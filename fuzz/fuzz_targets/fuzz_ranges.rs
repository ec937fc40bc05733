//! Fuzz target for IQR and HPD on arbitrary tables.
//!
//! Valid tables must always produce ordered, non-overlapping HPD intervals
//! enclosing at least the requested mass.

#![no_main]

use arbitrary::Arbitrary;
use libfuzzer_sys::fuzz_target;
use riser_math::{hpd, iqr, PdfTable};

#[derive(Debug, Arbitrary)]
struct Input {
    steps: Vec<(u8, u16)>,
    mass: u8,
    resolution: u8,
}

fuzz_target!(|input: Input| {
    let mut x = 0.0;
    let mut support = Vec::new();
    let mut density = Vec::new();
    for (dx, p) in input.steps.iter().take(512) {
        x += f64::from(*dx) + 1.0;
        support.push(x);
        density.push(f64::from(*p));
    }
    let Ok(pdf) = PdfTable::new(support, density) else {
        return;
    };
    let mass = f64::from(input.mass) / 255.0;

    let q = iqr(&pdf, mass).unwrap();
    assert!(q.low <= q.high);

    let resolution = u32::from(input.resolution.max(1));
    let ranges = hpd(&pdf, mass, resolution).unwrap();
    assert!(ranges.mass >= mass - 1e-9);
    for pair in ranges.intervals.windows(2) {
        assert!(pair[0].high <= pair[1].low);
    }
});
--
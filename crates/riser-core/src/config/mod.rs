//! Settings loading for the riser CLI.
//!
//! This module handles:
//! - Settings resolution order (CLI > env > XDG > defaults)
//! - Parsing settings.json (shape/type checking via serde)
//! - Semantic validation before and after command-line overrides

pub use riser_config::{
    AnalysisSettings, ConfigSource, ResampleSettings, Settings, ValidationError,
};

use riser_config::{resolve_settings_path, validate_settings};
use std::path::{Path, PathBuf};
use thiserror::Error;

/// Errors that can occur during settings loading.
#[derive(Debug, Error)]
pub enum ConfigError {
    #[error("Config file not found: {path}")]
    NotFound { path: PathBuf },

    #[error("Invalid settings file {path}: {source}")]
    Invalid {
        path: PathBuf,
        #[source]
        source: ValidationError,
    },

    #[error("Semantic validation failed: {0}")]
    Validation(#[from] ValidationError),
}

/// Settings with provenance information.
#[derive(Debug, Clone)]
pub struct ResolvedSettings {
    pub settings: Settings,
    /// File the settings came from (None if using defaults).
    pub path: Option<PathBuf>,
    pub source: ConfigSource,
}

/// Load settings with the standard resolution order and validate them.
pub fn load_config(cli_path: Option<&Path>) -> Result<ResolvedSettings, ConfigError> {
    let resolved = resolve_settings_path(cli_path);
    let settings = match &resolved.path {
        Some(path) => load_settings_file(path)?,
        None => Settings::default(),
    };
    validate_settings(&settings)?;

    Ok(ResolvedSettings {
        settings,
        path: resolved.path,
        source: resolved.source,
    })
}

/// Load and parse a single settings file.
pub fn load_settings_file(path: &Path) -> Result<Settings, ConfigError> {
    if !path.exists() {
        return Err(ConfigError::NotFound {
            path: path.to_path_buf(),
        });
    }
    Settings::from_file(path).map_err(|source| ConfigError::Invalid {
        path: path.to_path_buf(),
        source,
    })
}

*What is expected*
Wherever a line above includes the string "filename", count it; give only the final tally.

*Answer section*
2